Provided information:
________
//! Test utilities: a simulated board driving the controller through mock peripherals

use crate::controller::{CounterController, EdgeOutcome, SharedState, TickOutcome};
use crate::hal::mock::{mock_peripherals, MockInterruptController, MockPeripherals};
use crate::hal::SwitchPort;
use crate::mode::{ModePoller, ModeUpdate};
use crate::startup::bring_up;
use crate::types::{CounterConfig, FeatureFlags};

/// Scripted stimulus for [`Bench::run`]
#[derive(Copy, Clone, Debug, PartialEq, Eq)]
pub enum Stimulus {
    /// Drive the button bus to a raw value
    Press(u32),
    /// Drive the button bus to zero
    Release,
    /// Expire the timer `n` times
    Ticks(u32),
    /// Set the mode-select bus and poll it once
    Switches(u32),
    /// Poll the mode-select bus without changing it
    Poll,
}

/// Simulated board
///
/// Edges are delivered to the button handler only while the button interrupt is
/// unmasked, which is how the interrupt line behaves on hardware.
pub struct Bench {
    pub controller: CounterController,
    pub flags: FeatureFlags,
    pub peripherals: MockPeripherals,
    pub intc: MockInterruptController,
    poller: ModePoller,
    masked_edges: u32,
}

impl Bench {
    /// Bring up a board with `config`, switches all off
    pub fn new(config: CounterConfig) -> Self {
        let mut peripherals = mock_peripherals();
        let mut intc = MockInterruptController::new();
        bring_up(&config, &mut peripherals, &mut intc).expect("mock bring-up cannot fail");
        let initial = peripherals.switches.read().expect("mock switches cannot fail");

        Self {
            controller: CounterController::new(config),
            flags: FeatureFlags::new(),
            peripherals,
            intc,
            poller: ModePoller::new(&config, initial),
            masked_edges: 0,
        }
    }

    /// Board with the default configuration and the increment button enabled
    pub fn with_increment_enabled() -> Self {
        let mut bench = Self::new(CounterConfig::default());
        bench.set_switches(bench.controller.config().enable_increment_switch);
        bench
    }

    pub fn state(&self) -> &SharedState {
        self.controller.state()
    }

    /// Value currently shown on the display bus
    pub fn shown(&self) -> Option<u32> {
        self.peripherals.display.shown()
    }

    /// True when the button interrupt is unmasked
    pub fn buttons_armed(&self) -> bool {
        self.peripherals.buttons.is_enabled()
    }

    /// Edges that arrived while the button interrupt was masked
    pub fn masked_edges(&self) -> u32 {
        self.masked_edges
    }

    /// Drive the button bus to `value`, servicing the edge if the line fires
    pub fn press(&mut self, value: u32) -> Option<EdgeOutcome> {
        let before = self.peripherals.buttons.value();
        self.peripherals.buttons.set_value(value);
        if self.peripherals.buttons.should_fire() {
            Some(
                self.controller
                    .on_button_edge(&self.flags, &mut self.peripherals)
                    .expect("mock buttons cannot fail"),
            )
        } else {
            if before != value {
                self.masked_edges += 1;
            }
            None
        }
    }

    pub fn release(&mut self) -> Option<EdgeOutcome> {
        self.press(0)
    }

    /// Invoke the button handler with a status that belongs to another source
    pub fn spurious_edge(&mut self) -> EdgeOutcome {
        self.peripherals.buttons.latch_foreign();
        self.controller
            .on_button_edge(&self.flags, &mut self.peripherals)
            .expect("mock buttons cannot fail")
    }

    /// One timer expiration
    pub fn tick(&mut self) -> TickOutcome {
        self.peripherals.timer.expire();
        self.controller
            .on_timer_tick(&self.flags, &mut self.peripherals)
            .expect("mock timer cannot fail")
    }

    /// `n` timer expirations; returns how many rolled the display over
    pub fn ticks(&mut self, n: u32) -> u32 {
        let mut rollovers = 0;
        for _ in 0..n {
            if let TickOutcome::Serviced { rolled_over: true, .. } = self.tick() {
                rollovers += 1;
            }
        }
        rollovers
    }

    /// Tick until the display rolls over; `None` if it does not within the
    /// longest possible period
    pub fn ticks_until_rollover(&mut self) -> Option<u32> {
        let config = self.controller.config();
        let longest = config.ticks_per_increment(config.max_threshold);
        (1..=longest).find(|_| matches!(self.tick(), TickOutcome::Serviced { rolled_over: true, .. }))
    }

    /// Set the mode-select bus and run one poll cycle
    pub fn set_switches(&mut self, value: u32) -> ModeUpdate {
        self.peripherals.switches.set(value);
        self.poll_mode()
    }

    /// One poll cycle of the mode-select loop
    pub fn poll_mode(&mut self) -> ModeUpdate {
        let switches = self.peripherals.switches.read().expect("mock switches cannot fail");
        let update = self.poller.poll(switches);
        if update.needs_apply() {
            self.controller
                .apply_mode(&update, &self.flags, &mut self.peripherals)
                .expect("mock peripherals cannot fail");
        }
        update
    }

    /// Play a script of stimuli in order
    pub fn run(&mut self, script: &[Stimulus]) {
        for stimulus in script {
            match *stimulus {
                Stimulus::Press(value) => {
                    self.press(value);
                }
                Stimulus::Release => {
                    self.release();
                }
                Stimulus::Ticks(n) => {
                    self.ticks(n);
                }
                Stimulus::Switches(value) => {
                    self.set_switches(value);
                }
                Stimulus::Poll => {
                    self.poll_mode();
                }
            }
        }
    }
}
________
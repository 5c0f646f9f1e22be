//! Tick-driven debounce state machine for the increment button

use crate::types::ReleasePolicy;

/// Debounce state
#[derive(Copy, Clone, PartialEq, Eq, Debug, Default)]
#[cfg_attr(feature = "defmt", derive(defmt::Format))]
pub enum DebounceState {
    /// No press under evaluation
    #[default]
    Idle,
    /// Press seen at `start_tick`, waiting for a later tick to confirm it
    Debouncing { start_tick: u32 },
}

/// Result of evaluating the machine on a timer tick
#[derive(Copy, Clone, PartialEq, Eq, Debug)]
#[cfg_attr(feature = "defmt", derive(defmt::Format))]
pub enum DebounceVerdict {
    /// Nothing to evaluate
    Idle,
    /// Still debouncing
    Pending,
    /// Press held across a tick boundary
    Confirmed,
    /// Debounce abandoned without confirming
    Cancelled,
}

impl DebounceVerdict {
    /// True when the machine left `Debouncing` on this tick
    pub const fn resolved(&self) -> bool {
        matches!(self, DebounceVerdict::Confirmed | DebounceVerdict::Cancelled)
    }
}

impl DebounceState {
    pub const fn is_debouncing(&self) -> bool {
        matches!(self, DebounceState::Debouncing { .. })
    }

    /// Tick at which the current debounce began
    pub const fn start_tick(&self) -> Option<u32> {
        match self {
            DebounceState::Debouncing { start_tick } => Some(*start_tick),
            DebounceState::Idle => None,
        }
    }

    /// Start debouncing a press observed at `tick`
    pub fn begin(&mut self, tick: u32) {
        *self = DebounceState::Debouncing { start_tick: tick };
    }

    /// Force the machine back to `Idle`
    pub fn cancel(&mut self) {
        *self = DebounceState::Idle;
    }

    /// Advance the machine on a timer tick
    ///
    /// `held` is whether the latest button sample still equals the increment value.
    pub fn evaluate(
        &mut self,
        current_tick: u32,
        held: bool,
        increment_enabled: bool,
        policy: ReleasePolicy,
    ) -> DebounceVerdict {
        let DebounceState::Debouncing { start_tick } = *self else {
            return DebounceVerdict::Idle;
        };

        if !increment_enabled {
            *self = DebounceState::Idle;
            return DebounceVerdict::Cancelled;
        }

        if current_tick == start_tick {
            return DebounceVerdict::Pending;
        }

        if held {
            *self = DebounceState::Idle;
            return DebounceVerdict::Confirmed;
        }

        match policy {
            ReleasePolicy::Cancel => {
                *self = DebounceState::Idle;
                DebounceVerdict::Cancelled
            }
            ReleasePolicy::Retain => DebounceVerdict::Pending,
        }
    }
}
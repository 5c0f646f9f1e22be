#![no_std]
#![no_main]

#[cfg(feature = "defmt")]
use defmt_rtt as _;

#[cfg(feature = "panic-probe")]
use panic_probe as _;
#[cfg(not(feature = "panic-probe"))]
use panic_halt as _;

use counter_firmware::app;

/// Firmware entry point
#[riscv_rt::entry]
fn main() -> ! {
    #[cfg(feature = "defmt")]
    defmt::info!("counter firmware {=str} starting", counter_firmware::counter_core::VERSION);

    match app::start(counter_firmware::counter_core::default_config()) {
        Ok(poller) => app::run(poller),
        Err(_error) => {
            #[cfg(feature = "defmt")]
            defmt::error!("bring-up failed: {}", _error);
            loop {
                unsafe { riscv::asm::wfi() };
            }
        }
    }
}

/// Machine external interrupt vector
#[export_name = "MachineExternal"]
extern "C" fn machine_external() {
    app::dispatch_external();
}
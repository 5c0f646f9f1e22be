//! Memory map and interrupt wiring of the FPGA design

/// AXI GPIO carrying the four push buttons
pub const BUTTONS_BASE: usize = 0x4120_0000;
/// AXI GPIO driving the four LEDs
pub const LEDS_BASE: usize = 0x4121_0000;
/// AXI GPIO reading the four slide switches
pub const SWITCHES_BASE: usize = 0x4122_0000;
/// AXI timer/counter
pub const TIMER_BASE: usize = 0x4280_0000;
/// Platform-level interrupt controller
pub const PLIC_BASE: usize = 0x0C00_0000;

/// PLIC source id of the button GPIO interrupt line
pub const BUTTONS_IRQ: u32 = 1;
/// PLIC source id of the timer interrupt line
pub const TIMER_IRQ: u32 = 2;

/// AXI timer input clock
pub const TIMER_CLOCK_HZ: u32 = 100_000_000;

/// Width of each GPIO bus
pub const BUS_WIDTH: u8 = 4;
________
What you are asked to do:
Scan the data for the string "CounterController" and copy each line in which it occurs.

Problem solution:
use crate::controller::{CounterController, EdgeOutcome, SharedState, TickOutcome};
    pub controller: CounterController,
            controller: CounterController::new(config),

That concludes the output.